* _Instructions for the task_
Count the lines in the following data that include "InvalidState". Please write only the number.

+ + + + +

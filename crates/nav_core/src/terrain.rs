//! Terrain queries used for collision sampling.
//!
//! The navigation core only asks one question of the terrain: is this
//! world point blocked for this terrain class? [`TerrainQuery`] is that
//! seam. [`CollisionMap`] is the tile-based implementation: each terrain
//! class is a layer of tile references into a shared set of per-pixel
//! alpha masks, loaded once and never mutated afterwards.

use std::collections::BTreeMap;

use crate::error::{NavError, Result};
use crate::math::{Fixed, Vec2Fixed};
use crate::pathfinding::{CellType, NavGrid};

/// Read-only terrain capability consumed by the movement step.
pub trait TerrainQuery {
    /// Whether `point` is blocked for agents that cannot cross `terrain_class`.
    fn is_blocked(&self, point: Vec2Fixed, terrain_class: &str) -> bool;
}

impl<F> TerrainQuery for F
where
    F: Fn(Vec2Fixed, &str) -> bool,
{
    fn is_blocked(&self, point: Vec2Fixed, terrain_class: &str) -> bool {
        self(point, terrain_class)
    }
}

/// Terrain with nothing on it.
#[derive(Debug, Clone, Copy, Default, PartialEq, Eq)]
pub struct OpenTerrain;

impl TerrainQuery for OpenTerrain {
    fn is_blocked(&self, _point: Vec2Fixed, _terrain_class: &str) -> bool {
        false
    }
}

/// Per-pixel alpha of one collision tile.
#[derive(Debug, Clone, PartialEq, Eq)]
pub struct CollisionMask {
    size: u32,
    alpha: Vec<u8>,
}

impl CollisionMask {
    /// A mask whose every pixel is fully opaque.
    #[must_use]
    pub fn opaque(size: u32) -> Self {
        Self {
            size,
            alpha: vec![u8::MAX; (size as usize) * (size as usize)],
        }
    }

    /// A mask from row-major alpha values.
    ///
    /// # Errors
    ///
    /// Returns `NavError::InvalidState` if `alpha` is not `size * size` long.
    pub fn from_alpha(size: u32, alpha: Vec<u8>) -> Result<Self> {
        let expected = (size as usize) * (size as usize);
        if alpha.len() != expected {
            return Err(NavError::InvalidState(format!(
                "Collision mask needs {expected} alpha values, got {}",
                alpha.len()
            )));
        }
        Ok(Self { size, alpha })
    }

    /// Alpha at a pixel inside the tile, clamped to the tile edge.
    #[must_use]
    pub fn alpha_at(&self, x: u32, y: u32) -> u8 {
        let last = self.size.saturating_sub(1);
        let (x, y) = (x.min(last), y.min(last));
        self.alpha
            .get((y as usize) * (self.size as usize) + (x as usize))
            .copied()
            .unwrap_or(0)
    }
}

/// Tile-based collision data, one layer per terrain class.
#[derive(Debug, Clone)]
pub struct CollisionMap {
    columns: u32,
    rows: u32,
    tile_size: u32,
    masks: Vec<CollisionMask>,
    layers: BTreeMap<String, Vec<Option<usize>>>,
}

impl CollisionMap {
    /// Create an empty map (no layers, no masks).
    ///
    /// # Panics
    ///
    /// Panics if any dimension is zero.
    #[must_use]
    pub fn new(columns: u32, rows: u32, tile_size: u32) -> Self {
        assert!(columns > 0 && rows > 0, "CollisionMap must have tiles");
        assert!(tile_size > 0, "CollisionMap tile_size must be positive");
        Self {
            columns,
            rows,
            tile_size,
            masks: Vec::new(),
            layers: BTreeMap::new(),
        }
    }

    /// Build a map from ASCII rows.
    ///
    /// Each character listed in `legend` places a fully opaque tile in the
    /// named terrain layer. `.` and space are open ground.
    ///
    /// # Errors
    ///
    /// Returns `NavError::DataParseError` for ragged rows, an empty map or
    /// characters missing from the legend.
    pub fn from_ascii<S: AsRef<str>>(
        rows: &[S],
        tile_size: u32,
        legend: &BTreeMap<char, String>,
    ) -> Result<Self> {
        let parse_error = |message: String| NavError::DataParseError {
            path: "ascii map".to_string(),
            message,
        };

        let width = rows.first().map_or(0, |row| row.as_ref().chars().count());
        if width == 0 || tile_size == 0 {
            return Err(parse_error("map is empty".to_string()));
        }

        let mut map = Self::new(width as u32, rows.len() as u32, tile_size);
        let solid = map.add_mask(CollisionMask::opaque(tile_size));
        for class in legend.values() {
            map.add_layer(class);
        }

        for (y, row) in rows.iter().enumerate() {
            let row = row.as_ref();
            if row.chars().count() != width {
                return Err(parse_error(format!(
                    "row {y} has {} tiles, expected {width}",
                    row.chars().count()
                )));
            }
            for (x, symbol) in row.chars().enumerate() {
                match symbol {
                    '.' | ' ' => {}
                    other => {
                        let class = legend
                            .get(&other)
                            .ok_or_else(|| parse_error(format!("unknown tile '{other}' at ({x}, {y})")))?;
                        map.set_tile(class, x as u32, y as u32, Some(solid));
                    }
                }
            }
        }

        Ok(map)
    }

    /// Register an alpha mask and return its tile id.
    pub fn add_mask(&mut self, mask: CollisionMask) -> usize {
        self.masks.push(mask);
        self.masks.len() - 1
    }

    /// Ensure a layer exists for `terrain_class`.
    pub fn add_layer(&mut self, terrain_class: &str) {
        let tiles = (self.columns as usize) * (self.rows as usize);
        self.layers
            .entry(terrain_class.to_string())
            .or_insert_with(|| vec![None; tiles]);
    }

    /// Place (or clear) a tile in a layer, creating the layer if needed.
    ///
    /// Returns `false` if the coordinates are outside the map or the tile id
    /// is unknown.
    pub fn set_tile(&mut self, terrain_class: &str, column: u32, row: u32, tile: Option<usize>) -> bool {
        if column >= self.columns || row >= self.rows {
            return false;
        }
        if tile.is_some_and(|id| id >= self.masks.len()) {
            return false;
        }
        self.add_layer(terrain_class);
        let index = (row as usize) * (self.columns as usize) + (column as usize);
        if let Some(layer) = self.layers.get_mut(terrain_class) {
            layer[index] = tile;
        }
        true
    }

    /// Map width in world units.
    #[must_use]
    pub fn width(&self) -> u32 {
        self.columns * self.tile_size
    }

    /// Map height in world units.
    #[must_use]
    pub fn height(&self) -> u32 {
        self.rows * self.tile_size
    }

    /// Tile edge length in world units.
    #[must_use]
    pub fn tile_size(&self) -> u32 {
        self.tile_size
    }

    /// Terrain classes with a layer on this map.
    pub fn terrain_classes(&self) -> impl Iterator<Item = &str> {
        self.layers.keys().map(String::as_str)
    }

    /// Sample the collision alpha of `terrain_class` at a world point.
    ///
    /// - `None`: no tile (or no layer) for that class there.
    /// - `Some(255)`: the point is outside the map.
    /// - `Some(alpha)`: the mask value of the tile under the point.
    #[must_use]
    pub fn sample_alpha(&self, terrain_class: &str, point: Vec2Fixed) -> Option<u8> {
        if point.x < Fixed::ZERO || point.y < Fixed::ZERO {
            return Some(u8::MAX);
        }
        let px = point.x.to_num::<i64>();
        let py = point.y.to_num::<i64>();
        if px >= i64::from(self.width()) || py >= i64::from(self.height()) {
            return Some(u8::MAX);
        }

        let (px, py) = (px as u32, py as u32);
        let (column, row) = (px / self.tile_size, py / self.tile_size);
        let layer = self.layers.get(terrain_class)?;
        let tile = layer[(row as usize) * (self.columns as usize) + (column as usize)]?;
        let mask = self.masks.get(tile)?;
        Some(mask.alpha_at(px % self.tile_size, py % self.tile_size))
    }

    /// Build a route-planning grid for agents blocked by `blocking_classes`.
    ///
    /// A cell is blocked when the center pixel of its tile is opaque in any
    /// of the classes.
    #[must_use]
    pub fn nav_grid<S: AsRef<str>>(&self, blocking_classes: &[S]) -> NavGrid {
        let half = self.tile_size / 2;
        NavGrid::from_fn(
            self.columns,
            self.rows,
            Fixed::from_num(self.tile_size),
            |x, y| {
                let center = Vec2Fixed::from_ints(
                    (x * self.tile_size + half) as i32,
                    (y * self.tile_size + half) as i32,
                );
                if blocking_classes
                    .iter()
                    .any(|class| self.is_blocked(center, class.as_ref()))
                {
                    CellType::Blocked
                } else {
                    CellType::Walkable
                }
            },
        )
    }
}

impl TerrainQuery for CollisionMap {
    fn is_blocked(&self, point: Vec2Fixed, terrain_class: &str) -> bool {
        self.sample_alpha(terrain_class, point)
            .is_some_and(|alpha| alpha > 0)
    }
}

+ + + + +

* _Written solution_
2